Wagnisse erwünscht – das Programm der Ruhrfestspiele 2013

Programmheft RuhrfestspieleAufbruch und Utopie – unter diesem Motto stehen in diesem Jahr die Ruhrfestspiele. Nach ergiebigem Studium des Programmheftes stellt sich allerdings schon die Frage, ob das Motto nicht ein wenig zu gewagt und da eher der Wunsch der Vater des Mottogedankens ist.

Wenig spektakulär, kaum wagemutig mutet das Programm an. Schon quantitativ ist es weniger umfangreich als in den letzten Jahren. Ein Zeichen, dass auch das Programmheft kleiner ist als sonst? Ein Zeichen, dass man in der sonst so umlagerten Kartenstelle sogar in der ersten Woche des Vorverkaufs ohne Wartezeit sofort drankommt? Ich hoffe nicht. Denn eigentlich ist es ja Konsens, dass die Ruhrfestspiele den Machern und dem Publikum gleichermaßen am Herzen liegen.

Geben wir also jener Epoche eine Chance, die gerne die Geburt der Moderne genannt wird. Denn aus dieser Zeit, beginnend mit dem wilhelminischen Zeitalter bis hin zur Machtergreifung der Nationalsozialisten, sind die Werke, die 2013 zur Aufführung auf dem Hügel und umliegender Spielstätten gelangen. Kafka, Hauptmann, Schnitzler, Wedekind, Fallada – um nur wenige zu nennen, deren Werke das gewünschte Spannungsfeld zwischen Realität und Utopie zeigen sollen.

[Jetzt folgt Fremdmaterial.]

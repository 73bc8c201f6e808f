//! Error types for the ColorSafe codec pipeline.

use thiserror::Error;

/// Unified error type spanning every module's failure modes.
///
/// Lower-level errors (`#[from]`) compose through `?` without manual mapping,
/// the way the rest of this codebase's per-format error enums do.
#[derive(Debug, Error)]
pub enum CsError {
	/// Width not a multiple of 8, or a non-positive size, was supplied.
	#[error("invalid dimensions: {reason}")]
	InvalidDimensions {
		/// Human-readable description of which dimension failed and why.
		reason: String,
	},

	/// Payload is larger than the target sector/page grid can hold.
	#[error("capacity exceeded: {needed} bytes needed, {available} bytes available")]
	CapacityExceeded {
		/// Bytes the caller asked to store.
		needed: usize,
		/// Bytes actually available in the target region.
		available: usize,
	},

	/// Reed-Solomon decoding could not recover a block.
	///
	/// This is informational context attached to a [`crate::sector::BlockStatus`];
	/// the decode pipeline itself never aborts on this condition, it only
	/// surfaces it (see `RSUncorrectable`'s propagation rules in the module docs).
	#[error("sector {sector_index}, block {block_index}: Reed-Solomon could not correct {message_len}+{ecc_len} byte block")]
	RsUncorrectable {
		/// Index of the sector on its page.
		sector_index: usize,
		/// Index of the RS block within the sector.
		block_index: usize,
		/// Message length of the failed block.
		message_len: usize,
		/// ECC length of the failed block.
		ecc_len: usize,
	},

	/// Image segmentation could not locate a beginning or ending cap on a signal.
	#[error("segmentation failed on page {page_index}: {reason}")]
	SegmentationFailed {
		/// Index of the page being segmented.
		page_index: usize,
		/// Which signal failed and how.
		reason: String,
	},

	/// One or more required-in-order metadata keys were absent after decode.
	#[error("metadata missing required keys: {missing_keys:?}")]
	MetadataMissing {
		/// The required keys that were not found.
		missing_keys: Vec<String>,
	},
}
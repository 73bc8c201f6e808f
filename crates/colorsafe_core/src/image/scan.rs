//! Segments a rendered page back into sectors by thresholding per-row/column
//! "ink" signals, then samples each dot cell with background rejection
//! (§4.9).

use crate::config::EncodeConfig;
use crate::dot::{Dot, DotMode};
use crate::dot_byte::DotByte;
use crate::dot_row::DotRow;
use crate::error::CsError;
use crate::sector::Sector;

use super::render::PixelGrid;

const LOW: f64 = 0.15;
const HIGH: f64 = 0.85;
const MIN_LENGTH_SECTOR: usize = 10;

fn normalize(signal: &[f64]) -> Vec<f64> {
	let min = signal.iter().copied().fold(f64::INFINITY, f64::min);
	let max = signal.iter().copied().fold(f64::NEG_INFINITY, f64::max);
	if !(max > min) {
		return vec![0.0; signal.len()];
	}
	signal.iter().map(|v| (v - min) / (max - min)).collect()
}

/// Finds `(begin, end)` pixel-index pairs bounding each printed band in
/// `signal` (an "ink" signal: background reads low, any ink — border, gap
/// transition, or data — reads relatively high once normalized).
///
/// Walks the signal once: a begin is a rise above `HIGH` preceded (within
/// the last one or two samples) by a value below `LOW`; an end is a
/// subsequent drop below `LOW`, itself preceded (within the last one or two
/// samples) by a value above `HIGH`, at least `MIN_LENGTH_SECTOR` samples
/// after the matching begin. Requiring the just-came-from-`HIGH` precondition
/// on the end (mirroring the begin's just-came-from-`LOW` precondition) keeps
/// an interior low region — e.g. the all-white padding rows/columns of a
/// zero-padded data sector, which can normalize below `LOW` — from being
/// mistaken for the sector's far edge; only a genuine high-to-low transition
/// counts. Mismatched begin/end counts are truncated to the shorter list.
fn find_bounds(signal: &[f64]) -> Vec<(usize, usize)> {
	if signal.is_empty() {
		return Vec::new();
	}
	let normalized = normalize(signal);
	let scan_limit =
		normalized.iter().rposition(|&v| v < LOW).unwrap_or(normalized.len() - 1);

	let mut begins = Vec::new();
	let mut ends = Vec::new();
	let mut looking_for_begin = true;
	let mut last_begin = 0usize;

	for i in 0..=scan_limit {
		if looking_for_begin {
			let prev_low =
				(i >= 1 && normalized[i - 1] < LOW) || (i >= 2 && normalized[i - 2] < LOW);
			if normalized[i] > HIGH && prev_low {
				begins.push(i);
				last_begin = i;
				looking_for_begin = false;
			}
		} else if normalized[i] < LOW && i >= last_begin + MIN_LENGTH_SECTOR {
			let prev_high =
				(i >= 1 && normalized[i - 1] > HIGH) || (i >= 2 && normalized[i - 2] > HIGH);
			if prev_high {
				ends.push(i);
				looking_for_begin = true;
			}
		}
	}

	let n = begins.len().min(ends.len());
	begins.into_iter().zip(ends).take(n).collect()
}

fn ink_value(grid: &PixelGrid, x: u32, y: u32) -> f64 {
	1.0 - grid.get(x, y).average_shade()
}

fn vertical_signal(grid: &PixelGrid) -> Vec<f64> {
	(0..grid.height())
		.map(|y| (0..grid.width()).map(|x| ink_value(grid, x, y)).sum::<f64>() / grid.width() as f64)
		.collect()
}

fn horizontal_signal(grid: &PixelGrid) -> Vec<f64> {
	(0..grid.width())
		.map(|x| (0..grid.height()).map(|y| ink_value(grid, x, y)).sum::<f64>() / grid.height() as f64)
		.collect()
}

/// Scans `grid` into sectors, in row-major page order, matching how
/// [`crate::page::Page::assemble`] laid its slots out.
pub fn scan_page(
	grid: &PixelGrid,
	config: &EncodeConfig,
	page_index: usize,
) -> Result<Vec<Sector>, CsError> {
	let v_bounds = find_bounds(&vertical_signal(grid));
	let h_bounds = find_bounds(&horizontal_signal(grid));

	if v_bounds.len() != config.sectors_v as usize || h_bounds.len() != config.sectors_h as usize {
		return Err(CsError::SegmentationFailed {
			page_index,
			reason: format!(
				"expected {}x{} sector bound(s), found {}x{}",
				config.sectors_v,
				config.sectors_h,
				v_bounds.len(),
				h_bounds.len()
			),
		});
	}

	let mut sectors = Vec::with_capacity(v_bounds.len() * h_bounds.len());
	for &(v_start, v_end) in &v_bounds {
		for &(h_start, h_end) in &h_bounds {
			sectors.push(decode_sector_rectangle(grid, v_start, v_end, h_start, h_end, config)?);
		}
	}
	Ok(sectors)
}

/// Highest average-shade still considered a real (non-background) sample
/// at the given color depth: `1 - 0.5 / 2^colorDepth` (§4.9 step 5).
fn high_threshold(color_depth: u16) -> f64 {
	1.0 - 0.5 / 2f64.powi(i32::from(color_depth))
}

fn decode_sector_rectangle(
	grid: &PixelGrid,
	v_start: usize,
	v_end: usize,
	h_start: usize,
	h_end: usize,
	config: &EncodeConfig,
) -> Result<Sector, CsError> {
	let border_gap = (config.border_size + config.gap_size) as f64;
	let total_height_dots = config.sector_height as f64 + 2.0 * border_gap;
	let total_width_dots = config.sector_width as f64 + 2.0 * border_gap;
	let height_per_dot = (v_end - v_start) as f64 / total_height_dots;
	let width_per_dot = (h_end - h_start) as f64 / total_width_dots;
	let threshold = high_threshold(config.color_depth);
	let dot_mode = DotMode::for_color_depth(config.color_depth);

	let mut dots = Vec::with_capacity(config.sector_height as usize * config.sector_width as usize);
	for row in 0..config.sector_height {
		for col in 0..config.sector_width {
			let center_y = v_start as f64 + (border_gap + row as f64 + 0.5) * height_per_dot;
			let center_x = h_start as f64 + (border_gap + col as f64 + 0.5) * width_per_dot;
			let half_h = (height_per_dot / 2.0).max(1.0);
			let half_w = (width_per_dot / 2.0).max(1.0);
			let y0 = (center_y - half_h).round().max(0.0) as u32;
			let y1 = ((center_y + half_h).round() as u32).min(grid.height().saturating_sub(1));
			let x0 = (center_x - half_w).round().max(0.0) as u32;
			let x1 = ((center_x + half_w).round() as u32).min(grid.width().saturating_sub(1));

			let mut sample = crate::dot::ColorChannels::WHITE;
			'window: for y in y0..=y1 {
				for x in x0..=x1 {
					let pixel = grid.get(x, y);
					if pixel.average_shade() <= threshold {
						sample = pixel;
						break 'window;
					}
				}
			}
			dots.push(Dot { channels: sample, channel_num: dot_mode_channel_num(dot_mode) });
		}
	}

	let rows: Vec<DotRow> = (0..config.sector_height as usize)
		.map(|row| {
			let start = row * config.sector_width as usize;
			let row_dots = &dots[start..start + config.sector_width as usize];
			let dot_bytes: Vec<DotByte> = row_dots
				.chunks(8)
				.map(|chunk| DotByte {
					dots: chunk.to_vec().try_into().unwrap_or_else(|_| {
						unreachable!("sector width is a multiple of 8")
					}),
				})
				.collect();
			DotRow { dot_bytes, row_number: row as u32, width: config.sector_width }
		})
		.collect();

	Sector::decode(&rows, config.sector_height, config.sector_width, config.color_depth, config.ecc_rate)
}

fn dot_mode_channel_num(mode: DotMode) -> u8 {
	match mode {
		DotMode::Shade => 1,
		DotMode::Primary => 2,
		DotMode::Secondary => 3,
	}
}

#[cfg(test)]
mod tests {
	use super::*;
	use crate::colorsafe_file::ColorSafeFile;
	use crate::image::render::render_page;

	fn config() -> EncodeConfig {
		EncodeConfig {
			color_depth: 2,
			ecc_rate: 0.2,
			sector_height: 20,
			sector_width: 32,
			sectors_v: 2,
			sectors_h: 2,
			border_size: 1,
			gap_size: 1,
			pixels_per_dot: 2,
			dot_fill_pixels: 2,
			..EncodeConfig::default()
		}
	}

	#[test]
	fn finds_expected_sector_count() {
		let config = config();
		let file = ColorSafeFile::encode(b"scan me please", &config).unwrap();
		let grid = render_page(&file.pages()[0], &config);
		let sectors = scan_page(&grid, &config, 0).unwrap();
		assert_eq!(sectors.len(), (config.sectors_v * config.sectors_h) as usize);
	}

	#[test]
	fn recovers_sector_payload_bytes() {
		let config = config();
		let file = ColorSafeFile::encode(b"0123456789abcdef", &config).unwrap();
		let grid = render_page(&file.pages()[0], &config);
		let scanned = scan_page(&grid, &config, 0).unwrap();

		let original_sectors: Vec<_> = (0..file.pages()[0].slots.len())
			.map(|i| file.pages()[0].sector(i).data.clone())
			.collect();
		let scanned_data: Vec<_> = scanned.iter().map(|s| s.data.clone()).collect();
		assert_eq!(scanned_data, original_sectors);
	}
}
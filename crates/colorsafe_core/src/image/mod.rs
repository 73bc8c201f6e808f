//! Rasterizing pages to pixel grids and scanning them back into sectors
//! (§4.8, §4.9).

mod render;
mod scan;

pub use render::{PixelGrid, render_page};
pub use scan::scan_page;

use crate::error::CsError;

/// Scans `grid` back into sectors, discards any that look like metadata
/// (§4.9 step 6), and concatenates the rest — the data half of one page's
/// round trip.
///
/// Per §7, an uncorrectable RS block is reported rather than fatal: the
/// returned payload always includes that sector's best-effort (uncorrected)
/// bytes, and the accompanying `Vec<CsError>` carries one
/// [`CsError::RsUncorrectable`] per failed block so the caller can report
/// partial recovery instead of silently returning corrupted bytes.
pub fn decode_page_payload(
	grid: &PixelGrid,
	config: &crate::config::EncodeConfig,
	page_index: usize,
) -> Result<(Vec<u8>, Vec<CsError>), CsError> {
	let sectors = scan_page(grid, config, page_index)?;
	let mut out = Vec::new();
	let mut errors = Vec::new();
	for (sector_index, sector) in sectors.iter().enumerate() {
		if !sector.looks_like_metadata() {
			out.extend_from_slice(&sector.data);
			errors.extend(sector.rs_errors(sector_index));
		}
	}
	Ok((out, errors))
}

Hedda Gabler wird die Ruhrfestspiele eröffnen, eine Premiere in Ko-Produktion mit dem Deutschen Theater, Berlin. Auch im weiteren Verlauf setzt man auf bewährte Ko-Produktionen, so mit dem Théâtre National du Luxembourg. Das St.Pauli Theater Hamburg, welches in den letzten Jahren vielleicht nicht immer für Highlights, aber zuverlässig für Kontroversen sorgte, ist diesmal leider nur mit einer, eher brav anmutenden Ko-Produktion dabei.

Internationale Stars glänzen eher durch Abwesenheit, auf dem Hügel bereits bekannte Akteure wie Angela Winkler oder Christian Brückner geben sich aber wieder die Ehre. Auch auf einige Stars der Theaterszene, wie die wunderbare Birgit Minichmayr, für die der schöne Festspielort auf dem Recklinghäuser Hügel Neuland ist, darf man sich freuen. Mit der Halle des alten Bergwerks König Ludwig wird zudem ein neuer, traditionsträchtiger Spielort präsentiert.

Ein umjubeltes Highlight war im letzten Jahr das Ballett Onegin in der Choreographie von Boris Eifman. Eifman und seine St.Petersburger werden auch dieses Jahr wieder da sein, diesmal mit Red Giselle, eine der wenigen Produktionen, für die es bereits jetzt nur noch wenige Karten gibt. Ein besonderes Event erwartet man sich dieses Jahr vom Abschlusskonzert. Keine Geringeren als die Fantastischen Vier dürfen den Hügel rocken und wohl wie ihre Vorgänger von der einzigartigen Location begeistert sein.

Allerdings wird gerade beim Abschlusskonzert mit einer langjährigen Tradition gebrochen. Bonuskarten waren einmal. In diesem Jahr gibt es gerade mal 5 Euro Nachlass für die ersten 1500 Ticketkäufer, die mehr als 6 Karten für die Ruhrfestspiele erwerben. Bei 40 Euro pro Karte für das Abschlusskonzert ein mehr als mageres Goodie. Keine Frage, 40 Euro ist ein fairer Preis für Konzerte dieser Art, den Fanta4 sicher auch angemessen. Das soll hier auch gar nicht bezweifelt werden. Dennoch – die Ruhrfestspiele sollten immer auch ein Festival auch für die sogenannten kleinen Leute sein und ihnen den Zugang zu solchen Veranstaltungen ermöglichen. Zudem bleibt zu bedenken, dass man auf dem Open-Air-Hügel nicht überall wirklich gut sehen kann, zudem hat dort um 22:00 Uhr Schluss zu sein.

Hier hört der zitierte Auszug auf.